Mitochondria in alzheimer’s disease

Abstract

The pathogenesis of Alzheimer disease (AD) is associated with aberrant proteolytic processing of the amyloid precursor protein (APP) - first by b-secretase to generate a 99-aa C-terminal fragment (C99) and then by g-secretase (containing presenilins-1 [PS1] or -2 [PS2]) that cleaves C99 to generate the APP intracellular domain and the b-amyloid (Ab) that is found in extraneuronal plaques - but the relationship of the former to the latter is unclear. Whereas plaques typically form late in disease progression, early events include aberrant lipid metabolism and mitochondrial dysfunction. We recently showed that PS1, PS2, and g-secretase activity itself are highly enriched in a subdomain of the endoplasmic reticulum (ER) that communicates with mitochondria, called mitochondria-associated ER membranes (MAM), and that ER-mitochondrial connectivity and MAM function are highly upregulated in presenilin-mutant cells and in cells from AD patients.

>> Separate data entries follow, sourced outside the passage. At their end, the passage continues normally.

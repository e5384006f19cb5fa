mod dice_roll;
pub mod expression;
pub mod math;
pub mod output;
pub mod roll;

However, the relationship of perturbed APP processing to MAM-related AD phenotypes has been unclear. MAM, which is a lipid raft rich in cholesterol and sphingomyelin, is a key regulator of lipid metabolism and of mitochondial dynamics, among other processes. We now show that C99 is highly enriched in the MAM, and that it plays a central role in regulating cellular cholesterol and sphingolipid homeostasis and mitochondrial bioenergetics. Furthermore, in cells from AD patients and in cell and animal models of AD, C99 levels are increased significantly, resulting in a disruption of lipid homeostasis that is triggered by the unregulated uptake of extracellular cholesterol, with downstream consequences that mimic the biochemical features of AD, including the bioenergetic deficits. We propose that MAM-localized C99 is a component of the cell's lipid sensing machinery and that its accumulation is a key and early event in AD pathogenesis that can explain many of the biochemical and morphological features of the disease.